I’ve decided to dedicate the next few blog posts to using the Penn Medicine Academic Computing Services High-Performance Computing Cluster. I’ll loosely refer to the Penn HPC simply as the cluster, the CCEB cluster, the PMACs HPC, and the Penn HPC throughout this series of blog posts. These posts are intended for both beginners and advanced users and will include information about:
This series is designed by a student for students specifically in biostatistics. All code and examples will use R or the command line. After I’ve written and posted each subject area, I’ll link the topics above to their respective posts online.
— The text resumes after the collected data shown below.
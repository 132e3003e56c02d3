use std::sync::Arc;

use loam_blocks::BlockRegistry;
use loam_chunk::ChunkGrid;
use loam_world::{CHUNK_AREA, CHUNK_SIZE, ChunkCoord, NoiseSampler};

/// Scratch state for one chunk's trip through the stage pipeline.
///
/// Owned by a single generation pass and dropped once the grid is taken out.
pub struct TerrainDataCache {
    pub coord: ChunkCoord,
    /// Column heights indexed `x * CHUNK_SIZE + z`.
    pub height_map: Vec<i32>,
    pub grid: ChunkGrid,
    pub noise: Arc<NoiseSampler>,
    pub blocks: Arc<BlockRegistry>,
}

impl TerrainDataCache {
    pub fn new(coord: ChunkCoord, noise: Arc<NoiseSampler>, blocks: Arc<BlockRegistry>) -> Self {
        Self {
            coord,
            height_map: vec![0; CHUNK_AREA],
            grid: ChunkGrid::air(),
            noise,
            blocks,
        }
    }

    #[inline]
    pub fn height(&self, x: usize, z: usize) -> i32 {
        self.height_map[x * CHUNK_SIZE + z]
    }

    #[inline]
    pub fn set_height(&mut self, x: usize, z: usize, h: i32) {
        self.height_map[x * CHUNK_SIZE + z] = h;
    }

    #[inline]
    pub fn global_x(&self, x: usize) -> i32 {
        self.coord.cx * CHUNK_SIZE as i32 + x as i32
    }

    #[inline]
    pub fn global_z(&self, z: usize) -> i32 {
        self.coord.cz * CHUNK_SIZE as i32 + z as i32
    }

    pub fn into_grid(self) -> ChunkGrid {
        self.grid
    }
}
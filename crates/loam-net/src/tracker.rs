use hashbrown::{HashMap, HashSet};
use loam_world::{ChunkCoord, WorldId};

pub type PlayerId = u64;

/// Which chunks each player has already been sent.
#[derive(Debug, Default)]
pub struct SendTracker {
    sent: HashMap<PlayerId, HashSet<(WorldId, ChunkCoord)>>,
}

impl SendTracker {
    pub fn new() -> Self {
        Self::default()
    }

    /// Returns true if this is the first time the chunk is recorded for `player`.
    pub fn mark_sent(&mut self, player: PlayerId, world: WorldId, coord: ChunkCoord) -> bool {
        self.sent.entry(player).or_default().insert((world, coord))
    }

    pub fn was_sent(&self, player: PlayerId, world: WorldId, coord: ChunkCoord) -> bool {
        self.sent
            .get(&player)
            .is_some_and(|s| s.contains(&(world, coord)))
    }

    /// Players holding the chunk, ascending.
    pub fn players_with(&self, world: WorldId, coord: ChunkCoord) -> Vec<PlayerId> {
        let key = (world, coord);
        let mut out: Vec<PlayerId> = self
            .sent
            .iter()
            .filter(|(_, s)| s.contains(&key))
            .map(|(p, _)| *p)
            .collect();
        out.sort_unstable();
        out
    }

    pub fn forget(&mut self, player: PlayerId, world: WorldId, coord: ChunkCoord) -> bool {
        self.sent
            .get_mut(&player)
            .is_some_and(|s| s.remove(&(world, coord)))
    }

    /// Forces a resend to everyone; returns how many players had it.
    pub fn forget_chunk(&mut self, world: WorldId, coord: ChunkCoord) -> usize {
        let key = (world, coord);
        self.sent.values_mut().map(|s| s.remove(&key)).filter(|hit| *hit).count()
    }

    /// Returns how many chunks the player had been sent.
    pub fn remove_player(&mut self, player: PlayerId) -> usize {
        self.sent.remove(&player).map_or(0, |s| s.len())
    }

    pub fn sent_count(&self, player: PlayerId) -> usize {
        self.sent.get(&player).map_or(0, |s| s.len())
    }

    pub fn player_count(&self) -> usize {
        self.sent.len()
    }
}

#[cfg(test)]
mod tests {
    use super::*;

    #[test]
    fn forget_chunk_hits_every_holder() {
        let mut t = SendTracker::new();
        let c = ChunkCoord::new(1, 0, 1);
        assert!(t.mark_sent(1, 0, c));
        assert!(!t.mark_sent(1, 0, c));
        t.mark_sent(2, 0, c);
        t.mark_sent(2, 1, c);
        assert_eq!(t.players_with(0, c), vec![1, 2]);
        assert_eq!(t.forget_chunk(0, c), 2);
        assert!(t.players_with(0, c).is_empty());
        assert!(t.was_sent(2, 1, c));
    }

    #[test]
    fn removing_a_player_drops_its_history() {
        let mut t = SendTracker::new();
        t.mark_sent(9, 0, ChunkCoord::new(0, 0, 0));
        t.mark_sent(9, 0, ChunkCoord::new(0, 1, 0));
        assert_eq!(t.sent_count(9), 2);
        assert_eq!(t.remove_player(9), 2);
        assert_eq!(t.sent_count(9), 0);
        assert_eq!(t.player_count(), 0);
        assert!(!t.forget(9, 0, ChunkCoord::new(0, 0, 0)));
    }
}
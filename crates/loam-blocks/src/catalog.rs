use std::collections::HashMap;
use std::sync::Arc;

use crate::config::BlocksConfig;
use crate::config::BlockDef;
use crate::items::ItemDef;

type Factory<T> = Arc<dyn Fn() -> T + Send + Sync>;

/// Startup-populated table from a stable string tag to a definition factory.
///
/// Archive recovery resolves persisted type names through this table; a tag
/// with no factory is simply unknown to the running build.
pub struct TypeCatalog<T> {
    factories: HashMap<String, Factory<T>>,
}

pub type BlockCatalog = TypeCatalog<BlockDef>;
pub type ItemCatalog = TypeCatalog<ItemDef>;

impl<T> Default for TypeCatalog<T> {
    fn default() -> Self {
        Self {
            factories: HashMap::new(),
        }
    }
}

impl<T> TypeCatalog<T> {
    pub fn new() -> Self {
        Self::default()
    }

    /// Replaces any factory already registered under `tag`.
    pub fn register<F>(&mut self, tag: impl Into<String>, factory: F)
    where
        F: Fn() -> T + Send + Sync + 'static,
    {
        self.factories.insert(tag.into(), Arc::new(factory));
    }

    pub fn create(&self, tag: &str) -> Option<T> {
        self.factories.get(tag).map(|f| f())
    }

    #[inline]
    pub fn contains(&self, tag: &str) -> bool {
        self.factories.contains_key(tag)
    }

    /// Tags in sorted order, so registration from a catalog is reproducible.
    pub fn tags(&self) -> Vec<&str> {
        let mut tags: Vec<&str> = self.factories.keys().map(String::as_str).collect();
        tags.sort_unstable();
        tags
    }

    pub fn len(&self) -> usize {
        self.factories.len()
    }

    pub fn is_empty(&self) -> bool {
        self.factories.is_empty()
    }
}

impl<T: Clone + Send + Sync + 'static> TypeCatalog<T> {
    pub fn register_value(&mut self, tag: impl Into<String>, value: T) {
        self.register(tag, move || value.clone());
    }
}

impl BlockCatalog {
    pub fn from_config(cfg: &BlocksConfig) -> Self {
        let mut catalog = Self::new();
        for def in &cfg.blocks {
            catalog.register_value(def.name.clone(), def.clone());
        }
        catalog
    }
}
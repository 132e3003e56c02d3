use loam_world::{BlockPos, CHUNK_SIZE, ChunkCoord};
use proptest::prelude::*;

fn coord() -> impl Strategy<Value = i32> {
    -1_000_000i32..=1_000_000
}

proptest! {
    #![proptest_config(ProptestConfig::with_cases(1000))]

    // Local coordinates always land in [0, CHUNK_SIZE) regardless of sign
    #[test]
    fn local_is_always_in_range(x in coord(), y in coord(), z in coord()) {
        let l = BlockPos::new(x, y, z).local();
        prop_assert!(l.x < CHUNK_SIZE);
        prop_assert!(l.y < CHUNK_SIZE);
        prop_assert!(l.z < CHUNK_SIZE);
    }

    // chunk * size + local reconstructs the global position exactly
    #[test]
    fn chunk_and_local_reconstruct(x in coord(), y in coord(), z in coord()) {
        let p = BlockPos::new(x, y, z);
        let (c, l) = p.split();
        let s = CHUNK_SIZE as i32;
        prop_assert_eq!(c.cx * s + l.x as i32, x);
        prop_assert_eq!(c.cy * s + l.y as i32, y);
        prop_assert_eq!(c.cz * s + l.z as i32, z);
        prop_assert_eq!(BlockPos::from_parts(c, l), p);
    }

    // Neighbouring positions across a chunk seam differ by exactly one chunk
    #[test]
    fn seam_crossing_steps_one_chunk(cx in -10_000i32..10_000) {
        let s = CHUNK_SIZE as i32;
        let last = BlockPos::new(cx * s + s - 1, 0, 0);
        let next = BlockPos::new(cx * s + s, 0, 0);
        prop_assert_eq!(last.chunk(), ChunkCoord::new(cx, 0, 0));
        prop_assert_eq!(next.chunk(), ChunkCoord::new(cx + 1, 0, 0));
        prop_assert_eq!(last.local().x, CHUNK_SIZE - 1);
        prop_assert_eq!(next.local().x, 0);
    }
}
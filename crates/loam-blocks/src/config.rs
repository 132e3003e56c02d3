use serde::Deserialize;
use std::error::Error;
use std::fs;
use std::path::Path;

use crate::types::BlockKind;

#[derive(Clone, Debug, Deserialize, Default)]
pub struct BlocksConfig {
    #[serde(default)]
    pub blocks: Vec<BlockDef>,
}

#[derive(Clone, Debug, Deserialize, PartialEq, Eq)]
pub struct BlockDef {
    pub name: String,
    #[serde(default)]
    pub kind: BlockKind,
    #[serde(default)]
    pub transparent: Option<bool>,
}

impl BlockDef {
    pub fn solid(name: &str) -> Self {
        Self {
            name: name.to_string(),
            kind: BlockKind::Solid,
            transparent: Some(false),
        }
    }

    /// Gas and liquid blocks default to transparent unless the config says otherwise.
    pub fn is_transparent(&self) -> bool {
        self.transparent
            .unwrap_or(!matches!(self.kind, BlockKind::Solid))
    }
}

impl BlocksConfig {
    pub fn from_toml_str(s: &str) -> Result<Self, Box<dyn Error>> {
        Ok(toml::from_str(s)?)
    }

    pub fn load(path: impl AsRef<Path>) -> Result<Self, Box<dyn Error>> {
        let s = fs::read_to_string(path)?;
        Self::from_toml_str(&s)
    }

    /// Built-in definitions used when no blocks file is configured.
    pub fn builtin() -> Self {
        Self {
            blocks: vec![
                BlockDef::solid("stone"),
                BlockDef::solid("dirt"),
                BlockDef::solid("grass"),
                BlockDef::solid("sand"),
                BlockDef {
                    name: "water".into(),
                    kind: BlockKind::Liquid,
                    transparent: None,
                },
                BlockDef {
                    name: "glass".into(),
                    kind: BlockKind::Solid,
                    transparent: Some(true),
                },
            ],
        }
    }
}
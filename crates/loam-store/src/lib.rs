//! Chunk store: authoritative chunk map, background generation, dirty tracking.
#![forbid(unsafe_code)]

mod listener;
mod store;

pub use listener::{BlockChange, BlockChangeListener, ChangeOrigin};
pub use store::{ArchiveReport, ChunkKey, ChunkState, ChunkStore, Generate};
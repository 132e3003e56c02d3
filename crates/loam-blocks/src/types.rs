use serde::{Deserialize, Serialize};

pub type BlockId = u16;

/// Axis-aligned facing stored alongside every voxel.
#[repr(u8)]
#[derive(Copy, Clone, Debug, Default, PartialEq, Eq, Hash, Serialize, Deserialize)]
pub enum Direction {
    #[default]
    None = 0,
    North = 1,
    South = 2,
    East = 3,
    West = 4,
    Up = 5,
    Down = 6,
}

impl Direction {
    pub const ALL: [Direction; 7] = [
        Direction::None,
        Direction::North,
        Direction::South,
        Direction::East,
        Direction::West,
        Direction::Up,
        Direction::Down,
    ];

    #[inline]
    pub fn as_u8(self) -> u8 {
        self as u8
    }

    #[inline]
    pub fn from_u8(v: u8) -> Option<Direction> {
        Self::ALL.get(v as usize).copied()
    }

    pub fn opposite(self) -> Direction {
        match self {
            Direction::None => Direction::None,
            Direction::North => Direction::South,
            Direction::South => Direction::North,
            Direction::East => Direction::West,
            Direction::West => Direction::East,
            Direction::Up => Direction::Down,
            Direction::Down => Direction::Up,
        }
    }
}

/// One voxel cell. Replaced wholesale on edit.
#[derive(Copy, Clone, Debug, Default, PartialEq, Eq, Hash, Serialize, Deserialize)]
pub struct BlockData {
    pub id: BlockId,
    pub direction: Direction,
}

impl BlockData {
    pub const AIR: BlockData = BlockData {
        id: 0,
        direction: Direction::None,
    };

    #[inline]
    pub const fn new(id: BlockId, direction: Direction) -> Self {
        Self { id, direction }
    }

    #[inline]
    pub fn is_air(self) -> bool {
        self.id == 0
    }
}

#[derive(Copy, Clone, Debug, Default, PartialEq, Eq, Hash, Serialize, Deserialize)]
#[serde(rename_all = "lowercase")]
pub enum BlockKind {
    #[default]
    Solid,
    Liquid,
    Gas,
}

#[derive(Clone, Debug, PartialEq, Eq)]
pub struct BlockType {
    pub id: BlockId,
    /// Stable tag used for persistence and catalog lookup.
    pub name: String,
    pub kind: BlockKind,
    pub transparent: bool,
}

#[cfg(test)]
mod tests {
    use super::*;

    #[test]
    fn direction_u8_mapping_is_dense() {
        for (i, d) in Direction::ALL.iter().enumerate() {
            assert_eq!(d.as_u8() as usize, i);
            assert_eq!(Direction::from_u8(i as u8), Some(*d));
        }
        assert_eq!(Direction::from_u8(7), None);
        assert_eq!(Direction::from_u8(255), None);
    }

    #[test]
    fn opposite_is_involution() {
        for d in Direction::ALL {
            assert_eq!(d.opposite().opposite(), d);
        }
    }

    #[test]
    fn default_block_is_air() {
        assert!(BlockData::default().is_air());
        assert_eq!(BlockData::default(), BlockData::AIR);
    }
}
//! Core types for modelhub

use serde::{Deserialize, Serialize};

/// Message role in the conversation
#[derive(Debug, Clone, Copy, Serialize, Deserialize, PartialEq, Eq)]
#[serde(rename_all = "lowercase")]
pub enum MessageRole {
    System,
    User,
    Assistant,
}

impl MessageRole {
    /// Wire label of the role, as sent to the provider.
    pub fn as_str(&self) -> &'static str {
        match self {
            MessageRole::System => "system",
            MessageRole::User => "user",
            MessageRole::Assistant => "assistant",
        }
    }
}

/// Image detail hint forwarded to vision models
#[derive(Debug, Clone, Copy, Serialize, Deserialize, PartialEq, Eq)]
#[serde(rename_all = "lowercase")]
pub enum ImageDetail {
    Low,
    High,
    Auto,
}

/// Image reference inside a content part
///
/// Base64 images travel as `data:` URLs, so both sources share this shape.
#[derive(Debug, Clone, Serialize, Deserialize, PartialEq)]
pub struct ImageUrl {
    pub url: String,
    #[serde(default, skip_serializing_if = "Option::is_none")]
    pub detail: Option<ImageDetail>,
}

/// One element of multi-part content
#[derive(Debug, Clone, Serialize, Deserialize, PartialEq)]
#[serde(tag = "type", rename_all = "snake_case")]
pub enum ContentPart {
    Text { text: String },
    ImageUrl { image_url: ImageUrl },
}

impl ContentPart {
    pub fn text(text: impl Into<String>) -> Self {
        ContentPart::Text { text: text.into() }
    }

    /// Image part for a base64-encoded PNG blob, sent with a `low` detail hint.
    pub fn base64_image(blob: &str) -> Self {
        ContentPart::ImageUrl {
            image_url: ImageUrl {
                url: format!("data:image/png;base64,{}", blob),
                detail: Some(ImageDetail::Low),
            },
        }
    }

    /// Image part referencing a remote URL. No detail hint is attached.
    pub fn image_url(url: impl Into<String>) -> Self {
        ContentPart::ImageUrl {
            image_url: ImageUrl {
                url: url.into(),
                detail: None,
            },
        }
    }

    pub fn is_image(&self) -> bool {
        matches!(self, ContentPart::ImageUrl { .. })
    }
}

/// Message content: plain text or an ordered sequence of parts
#[derive(Debug, Clone, Serialize, Deserialize, PartialEq)]
#[serde(untagged)]
pub enum Content {
    Text(String),
    Parts(Vec<ContentPart>),
}

impl Content {
    /// The plain text, if this is single-string content.
    pub fn as_text(&self) -> Option<&str> {
        match self {
            Content::Text(text) => Some(text),
            Content::Parts(_) => None,
        }
    }

    pub fn parts(&self) -> Option<&[ContentPart]> {
        match self {
            Content::Text(_) => None,
            Content::Parts(parts) => Some(parts),
        }
    }

    pub fn image_count(&self) -> usize {
        self.parts()
            .map(|parts| parts.iter().filter(|p| p.is_image()).count())
            .unwrap_or(0)
    }
}

impl From<String> for Content {
    fn from(text: String) -> Self {
        Content::Text(text)
    }
}

impl From<&str> for Content {
    fn from(text: &str) -> Self {
        Content::Text(text.to_string())
    }
}

/// A message in the conversation
///
/// Serializes directly to the OpenAI chat message shape, which is the neutral
/// request format handed to every completion client.
#[derive(Debug, Clone, Serialize, Deserialize, PartialEq)]
pub struct Message {
    pub role: MessageRole,
    pub content: Content,
}

impl Message {
    pub fn new(role: MessageRole, content: impl Into<Content>) -> Self {
        Self {
            role,
            content: content.into(),
        }
    }

    pub fn system(text: impl Into<String>) -> Self {
        Self::new(MessageRole::System, Content::Text(text.into()))
    }

    pub fn user(text: impl Into<String>) -> Self {
        Self::new(MessageRole::User, Content::Text(text.into()))
    }

    pub fn assistant(text: impl Into<String>) -> Self {
        Self::new(MessageRole::Assistant, Content::Text(text.into()))
    }

    /// Create a user message with custom content parts
    pub fn user_with_parts(parts: Vec<ContentPart>) -> Self {
        Self::new(MessageRole::User, Content::Parts(parts))
    }
}

/// Sampling parameters forwarded with every request
#[derive(Debug, Clone, Copy, PartialEq)]
pub struct SamplingParams {
    pub top_p: f32,
    pub temperature: f32,
}

impl Default for SamplingParams {
    fn default() -> Self {
        Self {
            top_p: 1.0,
            temperature: 0.3,
        }
    }
}

/// OpenAI-compatible chat completion request (non-streaming)
#[derive(Debug, Clone, Serialize)]
pub(crate) struct ChatCompletionRequest<'a> {
    pub model: &'a str,
    pub messages: &'a [Message],
    pub top_p: f32,
    pub temperature: f32,
}

/// OpenAI-compatible chat completion response
#[derive(Debug, Clone, Deserialize)]
pub(crate) struct ChatCompletionResponse {
    #[serde(default)]
    pub choices: Vec<ChatChoice>,
}

#[derive(Debug, Clone, Deserialize)]
pub(crate) struct ChatChoice {
    pub message: ChatChoiceMessage,
}

#[derive(Debug, Clone, Deserialize)]
pub(crate) struct ChatChoiceMessage {
    #[serde(default)]
    pub content: Option<String>,
}

impl ChatCompletionResponse {
    /// Text of the first choice. A `null` content is read as an empty reply.
    pub fn into_text(self) -> Option<String> {
        self.choices
            .into_iter()
            .next()
            .map(|choice| choice.message.content.unwrap_or_default())
    }
}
I’ve worked on imaging data for about 4 years now. Imaging data is too large to run analyses locally on a personal computer so when I began working in the field I was forced to learn how to use the Penn Medicine Academic Computing Services High-Performance Computing Cluster (Penn HPC). I love coding but this was a whole new language and way to think about coding. The learning curve was steep and I got easily frustrated. I luckily have advisors and a network of mentors that are computing savvy so I was able to pick up bits and pieces of efficient ways to use the cluster from everyone I’ve worked with over the past few years. I decided to compile my knowledge into one reference, this series of blog posts, so that I not only have everything in one place but others can learn how to utilize the cluster.
Remember, the cluster is a resource that all of the Perelman School of Medicine has access to. A portion of this larger cluster is reserved for CCEB use. Unlike a personal computer, if you use the cluster irresponsibly or incorrectly thousands of jobs and people could be affected. Be diligent and educate yourself before using the cluster to avoid accidentally hogging or breaking things for everyone. Also, be like your kindergarten self and remember that sharing is caring. Of course, there are a number of checks and balances to avoid a single user hogging everything or taking down the whole HPC but mis-use and mistakes may still occur.
I am by no means a computer scientist or computing expert. I’m just a really passionate biostatistics student that loves efficient computing. For advanced topics and resources you should always contact PMACS IT.
The Penn HPC is available to faculty, staff, and students at the University of Pennsylvania. The Penn HPC can be used for computation, high-performance storage, and long-term archiving of large data sets. The is made up of IBM hardware and uses an LSF platform job scheduling system. This is just the type of cluster software we use. The other common platform is SGE. These are similar to comparing Mac versus Windows operating systems for personal machines. They do the same things but require different languages and formats.
More specifics about the cluster will be discussed in a future post. A large number of resources are provided by Penn on the wiki here. Another good start to learn more and troubleshoot issues is always to Google “array jobs lsf”, “batch jobs LSF”, “interactive jobs LSF”, “jobs LSF cluster”. IBM has a number of resources but I like to start here. You can navigate from that page to find details on more specific processes.
This series of posts is intended specifically for use of the CCEB cluster but much of the content will be applicable to any LSF running platforms. The posts will begin with beginner content and move onto advanced topics. You should have a cluster account before moving forward with these posts.
Warning: I use exclusively macOS and Unix operating systems (OS) so commands shown will specifically work on these OS. Windows should be equivalent, similar, or exist. The cluster is a Unix based machine so these will work on the cluster.